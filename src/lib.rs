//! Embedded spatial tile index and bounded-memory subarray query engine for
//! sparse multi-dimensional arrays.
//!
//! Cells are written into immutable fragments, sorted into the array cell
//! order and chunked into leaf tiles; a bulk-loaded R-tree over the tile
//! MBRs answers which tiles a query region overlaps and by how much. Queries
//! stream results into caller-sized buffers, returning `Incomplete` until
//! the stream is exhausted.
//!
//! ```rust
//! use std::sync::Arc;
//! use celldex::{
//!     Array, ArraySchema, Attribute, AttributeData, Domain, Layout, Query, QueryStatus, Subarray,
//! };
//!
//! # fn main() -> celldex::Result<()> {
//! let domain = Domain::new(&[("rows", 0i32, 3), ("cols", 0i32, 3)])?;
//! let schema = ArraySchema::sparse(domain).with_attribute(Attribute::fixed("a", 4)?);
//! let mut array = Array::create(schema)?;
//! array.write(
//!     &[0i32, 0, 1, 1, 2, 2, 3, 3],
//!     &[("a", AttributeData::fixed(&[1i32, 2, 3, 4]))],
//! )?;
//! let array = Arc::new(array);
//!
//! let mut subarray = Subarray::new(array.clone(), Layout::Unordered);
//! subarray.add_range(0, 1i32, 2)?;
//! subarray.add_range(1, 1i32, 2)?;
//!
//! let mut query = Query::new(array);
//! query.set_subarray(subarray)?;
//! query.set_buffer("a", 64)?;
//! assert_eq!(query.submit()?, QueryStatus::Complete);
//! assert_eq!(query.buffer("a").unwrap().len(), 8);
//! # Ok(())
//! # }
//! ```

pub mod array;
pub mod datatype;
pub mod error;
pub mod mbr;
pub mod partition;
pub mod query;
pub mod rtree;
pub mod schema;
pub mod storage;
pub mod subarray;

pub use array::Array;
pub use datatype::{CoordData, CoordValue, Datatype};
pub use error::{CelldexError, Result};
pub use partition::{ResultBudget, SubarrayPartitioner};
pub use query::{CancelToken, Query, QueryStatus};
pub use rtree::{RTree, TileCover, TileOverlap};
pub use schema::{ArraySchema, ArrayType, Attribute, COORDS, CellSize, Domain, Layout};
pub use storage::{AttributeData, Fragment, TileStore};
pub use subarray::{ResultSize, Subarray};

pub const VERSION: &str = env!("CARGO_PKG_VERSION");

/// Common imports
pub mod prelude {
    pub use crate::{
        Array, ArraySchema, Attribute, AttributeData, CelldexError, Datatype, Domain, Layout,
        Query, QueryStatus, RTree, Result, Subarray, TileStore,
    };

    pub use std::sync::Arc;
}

------------------------------------------------

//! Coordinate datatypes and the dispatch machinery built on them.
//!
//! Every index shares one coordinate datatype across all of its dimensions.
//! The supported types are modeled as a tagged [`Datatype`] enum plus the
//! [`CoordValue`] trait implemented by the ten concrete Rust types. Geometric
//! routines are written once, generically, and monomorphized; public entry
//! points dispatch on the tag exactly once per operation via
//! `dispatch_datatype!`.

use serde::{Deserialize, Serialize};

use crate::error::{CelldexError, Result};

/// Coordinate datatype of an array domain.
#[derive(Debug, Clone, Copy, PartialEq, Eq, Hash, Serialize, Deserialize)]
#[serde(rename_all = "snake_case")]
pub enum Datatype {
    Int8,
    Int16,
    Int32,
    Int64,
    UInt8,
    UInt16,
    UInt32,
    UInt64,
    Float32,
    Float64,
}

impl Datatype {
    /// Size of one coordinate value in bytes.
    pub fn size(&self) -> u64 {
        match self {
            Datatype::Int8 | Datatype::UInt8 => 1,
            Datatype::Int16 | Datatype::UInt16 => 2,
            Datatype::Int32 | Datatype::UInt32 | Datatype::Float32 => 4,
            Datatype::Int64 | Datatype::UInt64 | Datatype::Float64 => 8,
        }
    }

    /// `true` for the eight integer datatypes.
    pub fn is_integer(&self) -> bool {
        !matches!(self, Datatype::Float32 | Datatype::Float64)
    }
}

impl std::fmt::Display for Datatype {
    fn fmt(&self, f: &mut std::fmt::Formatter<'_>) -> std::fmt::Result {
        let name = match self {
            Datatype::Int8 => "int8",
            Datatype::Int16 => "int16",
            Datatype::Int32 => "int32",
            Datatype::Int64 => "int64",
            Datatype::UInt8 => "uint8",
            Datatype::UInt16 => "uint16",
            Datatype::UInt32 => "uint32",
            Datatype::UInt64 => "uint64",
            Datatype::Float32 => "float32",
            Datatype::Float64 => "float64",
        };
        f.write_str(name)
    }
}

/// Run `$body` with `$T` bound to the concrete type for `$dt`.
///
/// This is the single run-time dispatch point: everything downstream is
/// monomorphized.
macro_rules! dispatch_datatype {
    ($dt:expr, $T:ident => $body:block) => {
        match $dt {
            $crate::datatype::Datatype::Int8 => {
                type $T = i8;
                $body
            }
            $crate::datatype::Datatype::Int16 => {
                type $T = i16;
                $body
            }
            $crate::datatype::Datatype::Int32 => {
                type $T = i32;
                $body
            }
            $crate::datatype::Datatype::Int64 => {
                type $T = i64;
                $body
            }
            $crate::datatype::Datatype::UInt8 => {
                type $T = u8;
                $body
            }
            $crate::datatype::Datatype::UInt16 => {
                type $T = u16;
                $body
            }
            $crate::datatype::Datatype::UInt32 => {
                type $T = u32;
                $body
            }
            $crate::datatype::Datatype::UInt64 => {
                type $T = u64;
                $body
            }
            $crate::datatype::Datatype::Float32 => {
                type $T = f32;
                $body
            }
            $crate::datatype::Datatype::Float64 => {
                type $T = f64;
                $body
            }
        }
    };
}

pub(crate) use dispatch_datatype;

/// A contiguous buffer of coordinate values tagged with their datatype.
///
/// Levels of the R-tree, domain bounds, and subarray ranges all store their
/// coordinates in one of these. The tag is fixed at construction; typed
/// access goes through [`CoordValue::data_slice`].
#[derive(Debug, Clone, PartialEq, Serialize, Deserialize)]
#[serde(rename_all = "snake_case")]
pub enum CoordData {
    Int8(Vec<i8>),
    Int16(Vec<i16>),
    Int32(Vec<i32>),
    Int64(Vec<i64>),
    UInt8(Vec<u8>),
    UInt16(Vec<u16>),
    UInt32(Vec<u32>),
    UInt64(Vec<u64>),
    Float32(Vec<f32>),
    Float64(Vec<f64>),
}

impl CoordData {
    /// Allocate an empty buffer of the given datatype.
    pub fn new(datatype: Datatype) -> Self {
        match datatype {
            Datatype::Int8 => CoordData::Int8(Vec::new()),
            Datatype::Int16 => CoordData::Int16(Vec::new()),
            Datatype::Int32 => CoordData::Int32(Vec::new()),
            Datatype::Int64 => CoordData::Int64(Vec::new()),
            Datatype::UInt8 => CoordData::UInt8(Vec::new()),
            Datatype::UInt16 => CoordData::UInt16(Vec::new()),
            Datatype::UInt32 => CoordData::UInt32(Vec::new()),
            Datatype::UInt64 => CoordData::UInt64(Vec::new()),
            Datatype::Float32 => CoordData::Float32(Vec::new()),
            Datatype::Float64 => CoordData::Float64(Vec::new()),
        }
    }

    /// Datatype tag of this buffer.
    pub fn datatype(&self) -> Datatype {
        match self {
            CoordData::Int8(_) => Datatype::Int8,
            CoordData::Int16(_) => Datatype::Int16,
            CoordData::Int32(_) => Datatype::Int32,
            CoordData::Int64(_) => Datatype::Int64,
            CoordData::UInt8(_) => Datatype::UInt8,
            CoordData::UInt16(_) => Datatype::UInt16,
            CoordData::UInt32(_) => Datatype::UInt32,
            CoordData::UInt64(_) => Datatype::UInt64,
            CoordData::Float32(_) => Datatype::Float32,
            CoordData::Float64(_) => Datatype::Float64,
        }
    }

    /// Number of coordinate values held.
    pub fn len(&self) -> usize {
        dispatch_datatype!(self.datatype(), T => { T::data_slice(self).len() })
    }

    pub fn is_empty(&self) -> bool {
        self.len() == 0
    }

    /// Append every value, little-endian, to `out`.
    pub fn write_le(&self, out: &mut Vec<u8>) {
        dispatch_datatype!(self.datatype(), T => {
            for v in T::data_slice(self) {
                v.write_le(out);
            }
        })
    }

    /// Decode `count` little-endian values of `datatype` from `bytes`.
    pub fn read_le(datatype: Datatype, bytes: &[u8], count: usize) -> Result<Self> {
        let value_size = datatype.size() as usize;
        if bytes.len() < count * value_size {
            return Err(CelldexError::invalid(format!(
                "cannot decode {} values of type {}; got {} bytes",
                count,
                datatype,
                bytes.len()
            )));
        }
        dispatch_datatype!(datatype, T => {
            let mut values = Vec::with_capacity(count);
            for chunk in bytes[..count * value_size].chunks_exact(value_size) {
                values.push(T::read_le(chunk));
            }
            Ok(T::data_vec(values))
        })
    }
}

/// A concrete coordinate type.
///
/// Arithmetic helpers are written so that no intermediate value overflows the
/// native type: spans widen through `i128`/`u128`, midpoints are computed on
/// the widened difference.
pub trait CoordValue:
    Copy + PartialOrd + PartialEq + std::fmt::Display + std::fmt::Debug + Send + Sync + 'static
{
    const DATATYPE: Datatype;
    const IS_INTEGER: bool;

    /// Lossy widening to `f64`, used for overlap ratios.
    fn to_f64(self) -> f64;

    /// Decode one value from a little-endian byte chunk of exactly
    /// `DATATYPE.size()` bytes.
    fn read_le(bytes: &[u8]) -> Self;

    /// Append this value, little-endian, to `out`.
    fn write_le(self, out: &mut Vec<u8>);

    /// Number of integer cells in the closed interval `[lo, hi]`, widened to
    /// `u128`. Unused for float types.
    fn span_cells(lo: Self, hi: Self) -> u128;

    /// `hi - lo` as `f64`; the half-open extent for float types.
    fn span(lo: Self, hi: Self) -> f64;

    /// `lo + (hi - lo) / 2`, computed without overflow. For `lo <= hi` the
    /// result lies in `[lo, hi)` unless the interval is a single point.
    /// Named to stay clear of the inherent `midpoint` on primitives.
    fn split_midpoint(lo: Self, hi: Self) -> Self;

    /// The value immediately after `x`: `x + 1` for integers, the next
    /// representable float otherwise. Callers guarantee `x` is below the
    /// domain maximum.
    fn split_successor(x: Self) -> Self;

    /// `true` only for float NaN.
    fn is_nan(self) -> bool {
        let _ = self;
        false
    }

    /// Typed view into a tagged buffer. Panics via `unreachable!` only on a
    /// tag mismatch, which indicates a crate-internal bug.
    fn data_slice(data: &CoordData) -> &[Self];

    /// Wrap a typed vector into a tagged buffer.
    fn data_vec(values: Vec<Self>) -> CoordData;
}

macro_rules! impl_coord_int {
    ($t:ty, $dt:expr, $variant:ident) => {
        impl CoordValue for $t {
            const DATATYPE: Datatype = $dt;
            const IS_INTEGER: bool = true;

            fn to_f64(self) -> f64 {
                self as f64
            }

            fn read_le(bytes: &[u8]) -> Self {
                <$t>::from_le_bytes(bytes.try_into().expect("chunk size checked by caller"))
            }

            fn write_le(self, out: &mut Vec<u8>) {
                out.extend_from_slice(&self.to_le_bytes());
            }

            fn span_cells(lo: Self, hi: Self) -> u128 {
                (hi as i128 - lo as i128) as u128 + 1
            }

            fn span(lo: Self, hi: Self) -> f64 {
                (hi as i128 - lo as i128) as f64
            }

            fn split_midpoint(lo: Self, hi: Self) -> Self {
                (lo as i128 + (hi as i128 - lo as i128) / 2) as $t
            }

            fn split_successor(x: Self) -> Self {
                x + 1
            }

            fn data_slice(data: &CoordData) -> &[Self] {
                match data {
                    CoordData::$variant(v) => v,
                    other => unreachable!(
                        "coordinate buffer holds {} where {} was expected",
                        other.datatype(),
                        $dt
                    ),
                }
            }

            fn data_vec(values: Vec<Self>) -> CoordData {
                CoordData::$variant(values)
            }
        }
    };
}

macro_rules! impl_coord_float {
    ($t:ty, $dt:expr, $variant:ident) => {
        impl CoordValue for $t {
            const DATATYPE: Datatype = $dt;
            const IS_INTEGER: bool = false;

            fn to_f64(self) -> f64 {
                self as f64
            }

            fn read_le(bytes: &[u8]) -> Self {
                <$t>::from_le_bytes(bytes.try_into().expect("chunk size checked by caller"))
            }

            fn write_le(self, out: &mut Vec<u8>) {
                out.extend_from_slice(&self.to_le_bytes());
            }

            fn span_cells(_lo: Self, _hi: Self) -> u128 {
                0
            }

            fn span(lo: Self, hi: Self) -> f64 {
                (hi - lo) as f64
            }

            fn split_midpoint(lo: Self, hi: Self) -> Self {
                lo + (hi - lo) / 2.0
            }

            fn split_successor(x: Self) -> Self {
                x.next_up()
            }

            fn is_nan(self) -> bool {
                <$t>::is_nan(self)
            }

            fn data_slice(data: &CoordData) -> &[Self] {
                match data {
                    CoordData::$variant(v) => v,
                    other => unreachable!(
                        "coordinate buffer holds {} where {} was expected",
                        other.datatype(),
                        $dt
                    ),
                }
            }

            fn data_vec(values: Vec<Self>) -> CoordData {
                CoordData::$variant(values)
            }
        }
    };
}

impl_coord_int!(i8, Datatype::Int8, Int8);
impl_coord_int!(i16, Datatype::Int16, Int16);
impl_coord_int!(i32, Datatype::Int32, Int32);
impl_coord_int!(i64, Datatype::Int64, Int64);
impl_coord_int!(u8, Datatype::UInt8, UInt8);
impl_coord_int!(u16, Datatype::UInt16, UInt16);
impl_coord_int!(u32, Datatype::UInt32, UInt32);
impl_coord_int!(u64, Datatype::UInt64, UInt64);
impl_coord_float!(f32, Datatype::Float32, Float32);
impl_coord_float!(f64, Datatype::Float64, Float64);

------------------------------------------------

Wherever the line holding "filename src/lib.rs" falls in the entries above, copy exactly from it through the line holding "over the tile", inclusive, and add nothing.

filename src/lib.rs
//! Embedded spatial tile index and bounded-memory subarray query engine for
//! sparse multi-dimensional arrays.
//!
//! Cells are written into immutable fragments, sorted into the array cell
//! order and chunked into leaf tiles; a bulk-loaded R-tree over the tile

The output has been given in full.